Random: In the News, Last Day of February

MMMMMMMMMMH!

First of all, it’s one of my favorite times of year. Yes, Easter. Why? Because of the resurrection of Christ? Fuck no. Because of Cadbury Creme-Filled Easter Eggs! Mmmm! I love you Cadbury Creme-Filled Easter Egg. If you could only genetically mutate together with a strain of steak, and maybe Mountain Dew, you’d be perfect.

Cadbury Goodness

By the way, I’m not sure why I love Cadbury so much. Maybe because I’m part British. I’m genetically predisposed to eating Cadbury. Also, it tastes much better when it’s actually made in England than when it’s made in the U.S. That’s why we discriminating travelers have no qualms about buying pounds and pounds of Cadbury when we pass through Heathrow Airport on the way to our final destination!!! The commissary has Cadbury Flakes, which are like these long sticks of flaky Cadbury chocolate that melts in your mouth instantly. In the immortal words of the Beastie Boys, “One two, oh my god.”

Dubai and Ports

Do you understand the furor over this port management story? I sure don’t! Politicians have grabbed onto it like a Ben on a Cadbury Creme-Filled Easter Egg and won’t let go. National security! Arabs! Constituency! Reactionary politicking!!!

This post from theglitteringeye.com I think puts the truth out there on the matter. What’s sad is that everyone’s reacting now, months after everything actually happened, and despite the fact that Arab government-owned companies already exert massive influence at our nation’s ports. People don’t even realize that KBR-backed Muslims are all over our bases in Iraq and Afghanistan, “threatening” the soldiers’ security.

The U.S. is hypocritical.
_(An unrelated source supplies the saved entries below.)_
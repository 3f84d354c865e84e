/// Calculate the trailing return over `lookback` sessions, ending `skip`
/// sessions before the most recent one
///
/// `prices[last - skip] / prices[last - skip - lookback] - 1`
///
/// Requires at least `lookback + skip + 1` prices; returns `None` otherwise.
pub fn calculate_skip_return(prices: &[f64], lookback: usize, skip: usize) -> Option<f64> {
    if lookback == 0 || prices.len() < lookback + skip + 1 {
        return None;
    }

    let end = prices.len() - 1 - skip;
    let start = end - lookback;

    Some(prices[end] / prices[start] - 1.0)
}
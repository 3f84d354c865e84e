/// Calculate the Exponentially Weighted Moving Average (EWM) of a series
///
/// Uses the span convention, alpha = 2 / (span + 1), and weights every
/// observation in the series: the point `i` sessions back carries weight
/// `(1 - alpha)^i`, normalised by the sum of all weights. Unlike a
/// SMA-seeded EMA this is defined for any non-empty series, so a short
/// history gives an under-smoothed value rather than no value.
///
/// Returns `None` for an empty series or a zero span.
pub fn calculate_ewm(prices: &[f64], span: usize) -> Option<f64> {
    if prices.is_empty() || span == 0 {
        return None;
    }

    let alpha = 2.0 / (span as f64 + 1.0);
    let decay = 1.0 - alpha;

    let mut weighted_sum = 0.0;
    let mut weight_total = 0.0;
    for &price in prices {
        weighted_sum = price + decay * weighted_sum;
        weight_total = 1.0 + decay * weight_total;
    }

    Some(weighted_sum / weight_total)
}
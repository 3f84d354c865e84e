// Allocation strategy module
pub mod momentum;

use crate::models::{Allocation, MomentumScore, PriceTable, RegimeFlag};
use crate::Result;

/// Allocation plus the scores it was derived from
#[derive(Debug, Clone, PartialEq)]
pub struct AllocationDecision {
    /// Every candidate, best score first
    pub ranking: Vec<MomentumScore>,
    pub allocation: Allocation,
}

/// Base trait for allocation strategies
pub trait AllocationStrategy: Send + Sync {
    /// Derive a target allocation from a price table and the current regime
    fn allocate(&self, table: &PriceTable, regime: RegimeFlag) -> Result<AllocationDecision>;

    /// Get strategy name
    fn name(&self) -> &str;

    /// Minimum sessions each candidate needs
    fn min_sessions_required(&self) -> usize;
}
// Core modules
pub mod api;
pub mod cache;
pub mod config;
pub mod engine;
pub mod error;
pub mod indicators;
pub mod models;
pub mod regime;
pub mod strategy;
pub mod synthetic;

// Re-export commonly used types
pub use crate::config::{AppConfig, DataConfig, StrategyConfig};
pub use engine::SignalEngine;
pub use models::*;
pub use strategy::AllocationStrategy;

// Error handling
pub use error::{Result, SignalError};
//! Trend filter for the risk-on / risk-off regime
//!
//! Compares the reference asset's latest close with its EMA:
//! - close > EMA → RiskOn
//! - close <= EMA → RiskOff (a tie is treated as unfavourable)

use crate::config::StrategyConfig;
use crate::error::{Result, SignalError};
use crate::indicators::calculate_ewm;
use crate::models::{PriceSeries, RegimeFlag, TrendReading};

#[derive(Debug, Clone)]
pub struct TrendFilter {
    ema_len: usize,
}

impl Default for TrendFilter {
    fn default() -> Self {
        Self::new(200)
    }
}

impl TrendFilter {
    pub fn new(ema_len: usize) -> Self {
        Self { ema_len }
    }

    pub fn from_config(config: &StrategyConfig) -> Self {
        Self::new(config.ema_len)
    }

    pub fn ema_len(&self) -> usize {
        self.ema_len
    }

    /// Classify the regime from the full reference history
    ///
    /// A series shorter than the EMA span is still classified, with a warning.
    pub fn detect_regime(&self, reference: &PriceSeries) -> Result<TrendReading> {
        let last_price = reference
            .last()
            .map(|p| p.price)
            .ok_or_else(|| SignalError::insufficient(reference.symbol(), 0, 1))?;

        if reference.len() < self.ema_len {
            tracing::warn!(
                "{} has {} sessions, fewer than EMA span {}; trend filter is under-smoothed",
                reference.symbol(),
                reference.len(),
                self.ema_len
            );
        }

        let prices = reference.prices();
        let ema = calculate_ewm(&prices, self.ema_len)
            .ok_or_else(|| SignalError::insufficient(reference.symbol(), prices.len(), 1))?;

        let regime = if last_price > ema {
            RegimeFlag::RiskOn
        } else {
            RegimeFlag::RiskOff
        };

        tracing::debug!(
            "Trend filter on {}: price {:.4} vs EMA{} {:.4} → {}",
            reference.symbol(),
            last_price,
            self.ema_len,
            ema,
            regime
        );

        Ok(TrendReading {
            regime,
            last_price,
            ema,
        })
    }
}
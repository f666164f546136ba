//! User-chosen cycle names
//!
//! The generator and queries never read names; views look them up by cycle
//! number through a [`CycleNameStore`] they own.

use std::collections::{BTreeMap, btree_map};

use serde::{Deserialize, Serialize};

use crate::consts::CYCLE_LABEL_PREFIX;

/// Key-value store of names keyed by cycle number.
pub trait CycleNameStore {
    fn get(&self, cycle_number: u32) -> Option<&str>;

    fn set(&mut self, cycle_number: u32, name: &str);

    /// Custom name, or `"Cycle N"` when none is set
    fn display_name(&self, cycle_number: u32) -> String {
        self.get(cycle_number)
            .map_or_else(|| format!("{CYCLE_LABEL_PREFIX} {cycle_number}"), str::to_owned)
    }
}

/// In-memory store. Serializes as a JSON object keyed by cycle number,
/// e.g. `{"1":"Spring push","3":"Release"}`.
#[derive(Debug, Clone, Default, PartialEq, Eq, Serialize, Deserialize)]
#[serde(transparent)]
pub struct CycleNames(BTreeMap<u32, String>);

impl CycleNames {
    pub fn new() -> Self {
        Self::default()
    }

    pub fn iter(&self) -> Entries<'_> {
        self.into_iter()
    }

    pub fn len(&self) -> usize {
        self.0.len()
    }

    pub fn is_empty(&self) -> bool {
        self.0.is_empty()
    }
}

type Entries<'a> = std::iter::Map<btree_map::Iter<'a, u32, String>, fn((&'a u32, &'a String)) -> (u32, &'a str)>;

fn entry<'a>((cycle, name): (&'a u32, &'a String)) -> (u32, &'a str) {
    (*cycle, name.as_str())
}

impl<'a> IntoIterator for &'a CycleNames {
    type IntoIter = Entries<'a>;
    type Item = (u32, &'a str);

    fn into_iter(self) -> Self::IntoIter {
        self.0.iter().map(entry as fn(_) -> _)
    }
}

impl CycleNameStore for CycleNames {
    fn get(&self, cycle_number: u32) -> Option<&str> {
        self.0.get(&cycle_number).map(String::as_str)
    }

    /// Stores the trimmed name; a blank name clears the entry.
    fn set(&mut self, cycle_number: u32, name: &str) {
        let trimmed = name.trim();
        if trimmed.is_empty() {
            self.0.remove(&cycle_number);
        } else {
            self.0.insert(cycle_number, trimmed.to_owned());
        }
    }
}

#[cfg(test)]
mod tests {
    use super::*;

    #[test]
    fn test_set_trims_and_get() {
        let mut names = CycleNames::new();
        names.set(2, "  Spring push \n");
        assert_eq!(names.get(2), Some("Spring push"));
        assert_eq!(names.get(3), None);
        assert_eq!(names.len(), 1);
    }

    #[test]
    fn test_blank_name_clears() {
        let mut names = CycleNames::new();
        names.set(1, "Launch");
        names.set(1, "   ");
        assert!(names.is_empty());
        assert_eq!(names.get(1), None);
    }

    #[test]
    fn test_display_name_falls_back() {
        let mut names = CycleNames::new();
        names.set(4, "Audit");
        assert_eq!(names.display_name(4), "Audit");
        assert_eq!(names.display_name(5), "Cycle 5");
    }

    #[test]
    fn test_iter_in_cycle_order() {
        let mut names = CycleNames::new();
        names.set(7, "g");
        names.set(1, "a");
        assert_eq!(names.iter().collect::<Vec<_>>(), vec![(1, "a"), (7, "g")]);

        let mut seen = Vec::new();
        for (cycle, name) in &names {
            seen.push((cycle, name));
        }
        assert_eq!(seen, vec![(1, "a"), (7, "g")]);
    }

    #[test]
    fn test_serde_shape() {
        let mut names = CycleNames::new();
        names.set(1, "Spring push");
        names.set(3, "Release");

        let json = serde_json::to_string(&names).expect("serialize names");
        assert_eq!(json, r#"{"1":"Spring push","3":"Release"}"#);

        let parsed: CycleNames = serde_json::from_str(&json).expect("deserialize names");
        assert_eq!(parsed, names);
    }
}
Business is good as long as it’s western business. We can’t trust the UAE, which we have extensive trade relations with already, and which is full of American expats.

The politicians, our wise elders who galvanize the wishes of their represented voters, are supposed to look into these matters and learn the truth. They’re not supposed to just parrot their constituency, they’re supposed to see what their constituency cares about and then exert brainpower into finding a better solution/implementation that addresses their constituency’s views.

I actually support Bush on this one — fighting the port deal is denying the inevitable and ignoring the obvious. However, I don’t understand why Bush dropped the ball on this matter politically by being stubborn about it.

Iraq Civil War?

And in Iraq, the bombing of a “Shi’ite” mosque has been misrepresented,
according to some regional experts. The main point being that the imams supposedly honored by bombed mosques were not Shi’ite but Muslim imams, living before the Shi’ites and Sunnis split apart. Sigh. You could say anything in the news and people would believe it.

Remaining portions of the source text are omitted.